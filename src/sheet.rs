// Grupoj – A word grouping game
// Copyright (C) 2024  Neil Roberts
//
// This program is free software: you can redistribute it and/or modify
// it under the terms of the GNU General Public License as published by
// the Free Software Foundation, either version 3 of the License, or
// (at your option) any later version.
//
// This program is distributed in the hope that it will be useful,
// but WITHOUT ANY WARRANTY; without even the implied warranty of
// MERCHANTABILITY or FITNESS FOR A PARTICULAR PURPOSE.  See the
// GNU General Public License for more details.
//
// You should have received a copy of the GNU General Public License
// along with this program.  If not, see <http://www.gnu.org/licenses/>.

use super::game_date::GameDate;
use super::grouping::{self, Grouping, Groupings, N_GROUPS};
use serde::Deserialize;

/// The day that fallback puzzles are counted from
const FALLBACK_EPOCH: (i32, u32, u32) = (2022, 2, 14);

/// One row of the puzzle spreadsheet. Every puzzle is four rows
/// sharing a date. Empty cells are left out of the JSON so only the
/// date is required.
#[derive(Debug, Clone, Deserialize)]
pub struct SheetRow {
    pub date: String,
    #[serde(default)]
    pub difficulty: String,
    #[serde(default)]
    pub group: String,
    #[serde(default)]
    pub word1: String,
    #[serde(default)]
    pub word2: String,
    #[serde(default)]
    pub word3: String,
    #[serde(default)]
    pub word4: String,
}

#[derive(Debug, thiserror::Error)]
pub enum Error {
    #[error("{0}")]
    Json(#[from] serde_json::Error),
    #[error("no complete puzzles in the sheet")]
    NoPuzzles,
    #[error("invalid difficulty “{0}”")]
    InvalidDifficulty(String),
    #[error("{0}")]
    Grouping(#[from] grouping::Error),
}

pub fn parse_rows(json: &str) -> Result<Vec<SheetRow>, Error> {
    Ok(serde_json::from_str(json)?)
}

impl SheetRow {
    fn to_grouping(&self) -> Result<Grouping, Error> {
        let Ok(difficulty) = self.difficulty.trim().parse::<u8>()
        else {
            return Err(Error::InvalidDifficulty(self.difficulty.clone()));
        };

        Ok(Grouping {
            group: self.group.clone(),
            difficulty,
            words: [&self.word1, &self.word2, &self.word3, &self.word4]
                .map(|word| word.clone()),
        })
    }
}

/// Groups the rows by their trimmed date, keeping the order in which
/// each date first appears.
fn rows_by_date(rows: &[SheetRow]) -> Vec<(&str, Vec<&SheetRow>)> {
    let mut dates: Vec<(&str, Vec<&SheetRow>)> = Vec::new();

    for row in rows.iter() {
        let date = row.date.trim();

        match dates.iter_mut().find(|(d, _)| *d == date) {
            Some((_, date_rows)) => date_rows.push(row),
            None => dates.push((date, vec![row])),
        }
    }

    dates
}

/// Picks the puzzle for `date`. If the sheet has no complete puzzle for
/// that day then one of the complete puzzles is chosen based on the
/// number of days since a fixed epoch so that every player gets the
/// same one.
pub fn groupings_for_date(
    rows: &[SheetRow],
    date: GameDate,
) -> Result<Groupings, Error> {
    let key = date.key();
    let dates = rows_by_date(rows);

    let chosen = match dates.iter().find(|(d, _)| *d == key) {
        Some((_, rows)) if rows.len() == N_GROUPS => rows,
        _ => {
            let complete = dates.iter()
                .filter(|(_, rows)| rows.len() == N_GROUPS)
                .collect::<Vec<_>>();

            if complete.is_empty() {
                return Err(Error::NoPuzzles);
            }

            let (year, month, day) = FALLBACK_EPOCH;
            let epoch = GameDate::from_ymd(year, month, day)
                .ok_or(Error::NoPuzzles)?;
            let index = date.days_since(epoch)
                .rem_euclid(complete.len() as i64) as usize;

            &complete[index].1
        },
    };

    let groupings = chosen.iter()
        .map(|row| row.to_grouping())
        .collect::<Result<Vec<_>, _>>()?;

    Ok(Groupings::new(groupings)?)
}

- - - -

Exercise prompt: Each line shown above needs to be transcribed exactly.

Your solution:
filename src/sheet.rs
// Grupoj – A word grouping game
// Copyright (C) 2024  Neil Roberts
//
// This program is free software: you can redistribute it and/or modify
// it under the terms of the GNU General Public License as published by
// the Free Software Foundation, either version 3 of the License, or
// (at your option) any later version.
//
// This program is distributed in the hope that it will be useful,
// but WITHOUT ANY WARRANTY; without even the implied warranty of
// MERCHANTABILITY or FITNESS FOR A PARTICULAR PURPOSE.  See the
// GNU General Public License for more details.
//
// You should have received a copy of the GNU General Public License
// along with this program.  If not, see <http://www.gnu.org/licenses/>.

use super::game_date::GameDate;
use super::grouping::{self, Grouping, Groupings, N_GROUPS};
use serde::Deserialize;

/// The day that fallback puzzles are counted from
const FALLBACK_EPOCH: (i32, u32, u32) = (2022, 2, 14);

/// One row of the puzzle spreadsheet. Every puzzle is four rows
/// sharing a date. Empty cells are left out of the JSON so only the
/// date is required.
#[derive(Debug, Clone, Deserialize)]
pub struct SheetRow {
    pub date: String,
    #[serde(default)]
    pub difficulty: String,
    #[serde(default)]
    pub group: String,
    #[serde(default)]
    pub word1: String,
    #[serde(default)]
    pub word2: String,
    #[serde(default)]
    pub word3: String,
    #[serde(default)]
    pub word4: String,
}

#[derive(Debug, thiserror::Error)]
pub enum Error {
    #[error("{0}")]
    Json(#[from] serde_json::Error),
    #[error("no complete puzzles in the sheet")]
    NoPuzzles,
    #[error("invalid difficulty “{0}”")]
    InvalidDifficulty(String),
    #[error("{0}")]
    Grouping(#[from] grouping::Error),
}

pub fn parse_rows(json: &str) -> Result<Vec<SheetRow>, Error> {
    Ok(serde_json::from_str(json)?)
}

impl SheetRow {
    fn to_grouping(&self) -> Result<Grouping, Error> {
        let Ok(difficulty) = self.difficulty.trim().parse::<u8>()
        else {
            return Err(Error::InvalidDifficulty(self.difficulty.clone()));
        };

        Ok(Grouping {
            group: self.group.clone(),
            difficulty,
            words: [&self.word1, &self.word2, &self.word3, &self.word4]
                .map(|word| word.clone()),
        })
    }
}

/// Groups the rows by their trimmed date, keeping the order in which
/// each date first appears.
fn rows_by_date(rows: &[SheetRow]) -> Vec<(&str, Vec<&SheetRow>)> {
    let mut dates: Vec<(&str, Vec<&SheetRow>)> = Vec::new();

    for row in rows.iter() {
        let date = row.date.trim();

        match dates.iter_mut().find(|(d, _)| *d == date) {
            Some((_, date_rows)) => date_rows.push(row),
            None => dates.push((date, vec![row])),
        }
    }

    dates
}

/// Picks the puzzle for `date`. If the sheet has no complete puzzle for
/// that day then one of the complete puzzles is chosen based on the
/// number of days since a fixed epoch so that every player gets the
/// same one.
pub fn groupings_for_date(
    rows: &[SheetRow],
    date: GameDate,
) -> Result<Groupings, Error> {
    let key = date.key();
    let dates = rows_by_date(rows);

    let chosen = match dates.iter().find(|(d, _)| *d == key) {
        Some((_, rows)) if rows.len() == N_GROUPS => rows,
        _ => {
            let complete = dates.iter()
                .filter(|(_, rows)| rows.len() == N_GROUPS)
                .collect::<Vec<_>>();

            if complete.is_empty() {
                return Err(Error::NoPuzzles);
            }

            let (year, month, day) = FALLBACK_EPOCH;
            let epoch = GameDate::from_ymd(year, month, day)
                .ok_or(Error::NoPuzzles)?;
            let index = date.days_since(epoch)
                .rem_euclid(complete.len() as i64) as usize;

            &complete[index].1
        },
    };

    let groupings = chosen.iter()
        .map(|row| row.to_grouping())
        .collect::<Result<Vec<_>, _>>()?;

    Ok(Groupings::new(groupings)?)
}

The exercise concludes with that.